When it came to what countries respondents viewed as being important ones for their company’s international business, China held a top spot. It tied with Canada for being the country the most business leaders cited as likely being important for their company’s future success. A little over four of 10 of the respondents cited China as such.
Now, large companies are not the only ones in America for which international business can play a big role. There are a wide range of smaller companies here in the U.S. who engage in such activity. One wonders how smaller companies are feeling about their international business prospects this year.
While the survey indicates a fair amount of optimism regarding international business this year among large U.S. companies, it also points to such companies having some concerns on this front. This includes concerns over what will happen with trade agreements in the future. Concerns related to such agreements were cited by many of the respondents.

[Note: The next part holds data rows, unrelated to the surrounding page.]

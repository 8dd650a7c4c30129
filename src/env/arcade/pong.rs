use burn::config::Config;
use log::warn;
use rand::{rngs::StdRng, Rng};

use crate::{
    common::{
        errors::Result,
        spaces::{Discrete, Space},
        utils::seeded_rng,
    },
    env::{
        base::{Env, EnvObservation, EnvSpec, Info, Metadata, RewardRange},
        render::{render_header, RenderMode},
    },
};

use super::{arcade_metadata, screen_space, Framebuffer, MAX_ARCADE_STEPS, WHITE};

pub const NOOP: usize = 0;
pub const FIRE: usize = 1;
pub const UP: usize = 2;
pub const DOWN: usize = 3;

const SCREEN_WIDTH: f64 = Framebuffer::WIDTH as f64;
const SCREEN_HEIGHT: f64 = Framebuffer::HEIGHT as f64;

const PADDLE_SPEED: f64 = 4.0;
const OPPONENT_SPEED: f64 = PADDLE_SPEED * 0.8;
const OPPONENT_DEAD_ZONE: f64 = 2.0;
const BALL_SPEED: f64 = 3.0;
const PADDLE_HEIGHT: f64 = 15.0;
const PADDLE_WIDTH: f64 = 2.0;
const BALL_SIZE: f64 = 2.0;
const SPIN: f64 = 0.1;

#[derive(Config)]
pub struct PongConfig {
    /// Points either side needs to end the match.
    #[config(default = 21)]
    pub winning_score: usize,
    #[config(default = "MAX_ARCADE_STEPS")]
    pub max_steps: usize,
    pub seed: Option<u64>,
}

impl PongConfig {
    pub fn init(&self) -> Result<PongEnv> {
        let mut env = PongEnv {
            ball_x: 0.0,
            ball_y: 0.0,
            ball_vel_x: 0.0,
            ball_vel_y: 0.0,
            left_paddle_y: 0.0,
            right_paddle_y: 0.0,
            left_score: 0,
            right_score: 0,
            steps: 0,
            steps_beyond_done: None,
            winning_score: self.winning_score,
            max_steps: self.max_steps,
            screen: Framebuffer::new(),
            rng: seeded_rng(self.seed),
            action_space: Discrete::new(4)?.into(),
            observation_space: screen_space()?,
        };
        env.reset();

        Ok(env)
    }
}

/// Two paddle Pong. The agent plays the right paddle against a simple
/// tracking opponent on the left.
#[derive(Debug, Clone)]
pub struct PongEnv {
    ball_x: f64,
    ball_y: f64,
    ball_vel_x: f64,
    ball_vel_y: f64,
    left_paddle_y: f64,
    right_paddle_y: f64,
    left_score: usize,
    right_score: usize,
    steps: usize,
    steps_beyond_done: Option<usize>,

    winning_score: usize,
    max_steps: usize,

    screen: Framebuffer,
    rng: StdRng,
    action_space: Space,
    observation_space: Space,
}

impl PongEnv {
    pub fn scores(&self) -> (usize, usize) {
        (self.left_score, self.right_score)
    }

    fn serve(&mut self) {
        self.ball_x = SCREEN_WIDTH / 2.0;
        self.ball_y = SCREEN_HEIGHT / 2.0;
        self.ball_vel_x = if self.rng.gen::<f64>() > 0.5 {
            BALL_SPEED
        } else {
            -BALL_SPEED
        };
        self.ball_vel_y = (self.rng.gen::<f64>() - 0.5) * 2.0 * BALL_SPEED;
    }

    fn move_opponent(&mut self) {
        let ball_center = self.ball_y + BALL_SIZE / 2.0;
        let paddle_center = self.left_paddle_y + PADDLE_HEIGHT / 2.0;

        if ball_center < paddle_center - OPPONENT_DEAD_ZONE {
            self.left_paddle_y = (self.left_paddle_y - OPPONENT_SPEED).max(0.0);
        } else if ball_center > paddle_center + OPPONENT_DEAD_ZONE {
            self.left_paddle_y =
                (self.left_paddle_y + OPPONENT_SPEED).min(SCREEN_HEIGHT - PADDLE_HEIGHT);
        }
    }

    fn hits_paddle(&self, paddle_y: f64) -> bool {
        self.ball_y + BALL_SIZE >= paddle_y && self.ball_y <= paddle_y + PADDLE_HEIGHT
    }

    // vertical speed depends on how far from the paddle centre the ball lands
    fn spin(&self, paddle_y: f64) -> f64 {
        let offset = (paddle_y + PADDLE_HEIGHT / 2.0) - (self.ball_y + BALL_SIZE / 2.0);
        -offset * SPIN
    }

    fn draw(&mut self) {
        let screen = &mut self.screen;
        screen.clear();

        screen.fill_rect(
            0,
            self.left_paddle_y as i32,
            PADDLE_WIDTH as i32,
            PADDLE_HEIGHT as i32,
            WHITE,
        );
        screen.fill_rect(
            (SCREEN_WIDTH - PADDLE_WIDTH) as i32,
            self.right_paddle_y as i32,
            PADDLE_WIDTH as i32,
            PADDLE_HEIGHT as i32,
            WHITE,
        );
        screen.fill_rect(
            self.ball_x as i32,
            self.ball_y as i32,
            BALL_SIZE as i32,
            BALL_SIZE as i32,
            WHITE,
        );

        let mid = Framebuffer::WIDTH as i32 / 2;
        for y in (0..Framebuffer::HEIGHT as i32).step_by(8) {
            screen.fill_rect(mid - 1, y, 2, 4, WHITE);
        }

        Self::draw_score(screen, self.left_score, Framebuffer::WIDTH as i32 / 4);
        Self::draw_score(screen, self.right_score, 3 * Framebuffer::WIDTH as i32 / 4);
    }

    fn draw_score(screen: &mut Framebuffer, score: usize, center_x: i32) {
        let n_digits = score.to_string().len() as i32;
        screen.draw_number(score, center_x - n_digits * 6 / 2, 20, 8, WHITE);
    }

    fn info(&self) -> Info {
        let mut info = Info::new();
        info.insert("left_score".to_string(), self.left_score.into());
        info.insert("right_score".to_string(), self.right_score.into());
        info.insert("ball_x".to_string(), self.ball_x.into());
        info.insert("ball_y".to_string(), self.ball_y.into());

        info
    }
}

impl Env<Framebuffer, usize> for PongEnv {
    fn step(&mut self, action: &usize) -> EnvObservation<Framebuffer> {
        self.steps += 1;
        let mut reward = 0.0;

        match *action {
            UP => self.right_paddle_y = (self.right_paddle_y - PADDLE_SPEED).max(0.0),
            DOWN => {
                self.right_paddle_y =
                    (self.right_paddle_y + PADDLE_SPEED).min(SCREEN_HEIGHT - PADDLE_HEIGHT)
            }
            _ => {}
        }

        self.move_opponent();

        self.ball_x += self.ball_vel_x;
        self.ball_y += self.ball_vel_y;

        if self.ball_y <= 0.0 || self.ball_y >= SCREEN_HEIGHT - BALL_SIZE {
            self.ball_vel_y = -self.ball_vel_y;
            self.ball_y = self.ball_y.clamp(0.0, SCREEN_HEIGHT - BALL_SIZE);
        }

        if self.ball_x <= PADDLE_WIDTH && self.hits_paddle(self.left_paddle_y) {
            self.ball_vel_x = self.ball_vel_x.abs();
            self.ball_vel_y = self.spin(self.left_paddle_y);
        }

        if self.ball_x + BALL_SIZE >= SCREEN_WIDTH - PADDLE_WIDTH
            && self.hits_paddle(self.right_paddle_y)
        {
            self.ball_vel_x = -self.ball_vel_x.abs();
            self.ball_vel_y = self.spin(self.right_paddle_y);
        }

        if self.ball_x < 0.0 {
            self.right_score += 1;
            reward = 1.0;
            self.serve();
        } else if self.ball_x > SCREEN_WIDTH {
            self.left_score += 1;
            reward = -1.0;
            self.serve();
        }

        let done = self.left_score >= self.winning_score
            || self.right_score >= self.winning_score
            || self.steps >= self.max_steps;

        if done {
            match self.steps_beyond_done {
                None => self.steps_beyond_done = Some(0),
                Some(0) => {
                    warn!("stepping Pong after the match ended; call reset() first");
                    self.steps_beyond_done = Some(1);
                }
                Some(s) => self.steps_beyond_done = Some(s + 1),
            }
        }

        self.draw();

        EnvObservation {
            obs: self.screen.clone(),
            reward,
            done,
            info: self.info(),
        }
    }

    fn reset(&mut self) -> Framebuffer {
        self.serve();
        self.left_paddle_y = SCREEN_HEIGHT / 2.0 - PADDLE_HEIGHT / 2.0;
        self.right_paddle_y = SCREEN_HEIGHT / 2.0 - PADDLE_HEIGHT / 2.0;
        self.left_score = 0;
        self.right_score = 0;
        self.steps = 0;
        self.steps_beyond_done = None;

        self.draw();
        self.screen.clone()
    }

    fn render(&self, mode: RenderMode) {
        if mode == RenderMode::Human {
            render_header("Pong");
            println!("Left: {}, Right: {}", self.left_score, self.right_score);
            println!(
                "Ball: ({:.1}, {:.1}) Velocity: ({:.1}, {:.1})",
                self.ball_x, self.ball_y, self.ball_vel_x, self.ball_vel_y
            );
        }
    }

    fn seed(&mut self, seed: Option<u64>) {
        self.rng = seeded_rng(seed);
        if let Some(seed) = seed {
            self.action_space.seed(seed);
        }
    }

    fn action_space(&self) -> &Space {
        &self.action_space
    }

    fn observation_space(&self) -> &Space {
        &self.observation_space
    }

    fn reward_range(&self) -> RewardRange {
        RewardRange {
            low: -1.0,
            high: 1.0,
        }
    }

    fn spec(&self) -> Option<EnvSpec> {
        Some(EnvSpec::new("Pong-v4").with_max_episode_steps(self.max_steps))
    }

    fn metadata(&self) -> Metadata {
        arcade_metadata()
    }

    fn unwrapped(&self) -> &dyn Env<Framebuffer, usize> {
        self
    }
}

Now, trade agreements are far from the only legal mechanism that can have big impacts on U.S. companies that do international business, such as business in China. Examples of others include the laws, rules/regulations, legal processes and court system of the countries they do business in. These things can have all kinds of implications for a company when disputes or other legal issues come up over their international business activities. So, when a U.S. company encounters legal troubles in connection to business in China, it may want skilled guidance on the unique aspects of business-related legal matters in China.